### Assigned task:
Copying each record below exactly is the whole task.

### Stored data entries:
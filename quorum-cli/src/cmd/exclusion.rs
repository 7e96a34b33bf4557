//! Process group exclusion.

use anyhow::Result;
use structopt::StructOpt;

use crate::Quorum;
use quorum_core::admin::AdminClient;
use quorum_core::ProcessGroupId;

/// Exclude process groups, so that they shed their data and roles.
///
/// This does not wait for the exclusion to complete, see `exclusion-status`.
#[derive(StructOpt)]
#[structopt(name = "exclude")]
pub struct Exclude {
    /// The IDs of the process groups to exclude, e.g. `storage-1`.
    #[structopt(required = true)]
    pub(crate) ids: Vec<ProcessGroupId>,
}

impl Exclude {
    pub async fn run(&self, base: &Quorum) -> Result<()> {
        tracing::info!(ids = %join_ids(&self.ids), "excluding process groups");
        base.get_client().await?.exclude(&self.ids).await
    }
}

/// Re-include previously excluded process groups.
#[derive(StructOpt)]
#[structopt(name = "include")]
pub struct Include {
    /// The IDs of the process groups to include.
    #[structopt(required = true)]
    ids: Vec<ProcessGroupId>,
}

impl Include {
    pub async fn run(&self, base: &Quorum) -> Result<()> {
        tracing::info!(ids = %join_ids(&self.ids), "including process groups");
        base.get_client().await?.include(&self.ids).await
    }
}

/// Show which of the given process groups still hold data or roles.
#[derive(StructOpt)]
#[structopt(name = "exclusion-status")]
pub struct ExclusionStatus {
    /// The IDs of the process groups to check.
    #[structopt(required = true)]
    ids: Vec<ProcessGroupId>,
}

impl ExclusionStatus {
    pub async fn run(&self, base: &Quorum) -> Result<()> {
        let in_progress = base.get_client().await?.exclusions_in_progress(&self.ids).await?;
        for id in &self.ids {
            let state = if in_progress.contains(id) { "in progress" } else { "complete" };
            println!("{}\t{}", id, state);
        }
        Ok(())
    }
}

fn join_ids(ids: &[ProcessGroupId]) -> String {
    ids.iter().map(ToString::to_string).collect::<Vec<_>>().join(",")
}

### Solution below:
filename quorum-cli/src/cmd/exclusion.rs
repository 7e96a34b33bf4557
//! Process group exclusion.

use anyhow::Result;
use structopt::StructOpt;

use crate::Quorum;
use quorum_core::admin::AdminClient;
use quorum_core::ProcessGroupId;

/// Exclude process groups, so that they shed their data and roles.
///
/// This does not wait for the exclusion to complete, see `exclusion-status`.
#[derive(StructOpt)]
#[structopt(name = "exclude")]
pub struct Exclude {
    /// The IDs of the process groups to exclude, e.g. `storage-1`.
    #[structopt(required = true)]
    pub(crate) ids: Vec<ProcessGroupId>,
}

impl Exclude {
    pub async fn run(&self, base: &Quorum) -> Result<()> {
        tracing::info!(ids = %join_ids(&self.ids), "excluding process groups");
        base.get_client().await?.exclude(&self.ids).await
    }
}

/// Re-include previously excluded process groups.
#[derive(StructOpt)]
#[structopt(name = "include")]
pub struct Include {
    /// The IDs of the process groups to include.
    #[structopt(required = true)]
    ids: Vec<ProcessGroupId>,
}

impl Include {
    pub async fn run(&self, base: &Quorum) -> Result<()> {
        tracing::info!(ids = %join_ids(&self.ids), "including process groups");
        base.get_client().await?.include(&self.ids).await
    }
}

/// Show which of the given process groups still hold data or roles.
#[derive(StructOpt)]
#[structopt(name = "exclusion-status")]
pub struct ExclusionStatus {
    /// The IDs of the process groups to check.
    #[structopt(required = true)]
    ids: Vec<ProcessGroupId>,
}

impl ExclusionStatus {
    pub async fn run(&self, base: &Quorum) -> Result<()> {
        let in_progress = base.get_client().await?.exclusions_in_progress(&self.ids).await?;
        for id in &self.ids {
            let state = if in_progress.contains(id) { "in progress" } else { "complete" };
            println!("{}\t{}", id, state);
        }
        Ok(())
    }
}

fn join_ids(ids: &[ProcessGroupId]) -> String {
    ids.iter().map(ToString::to_string).collect::<Vec<_>>().join(",")
}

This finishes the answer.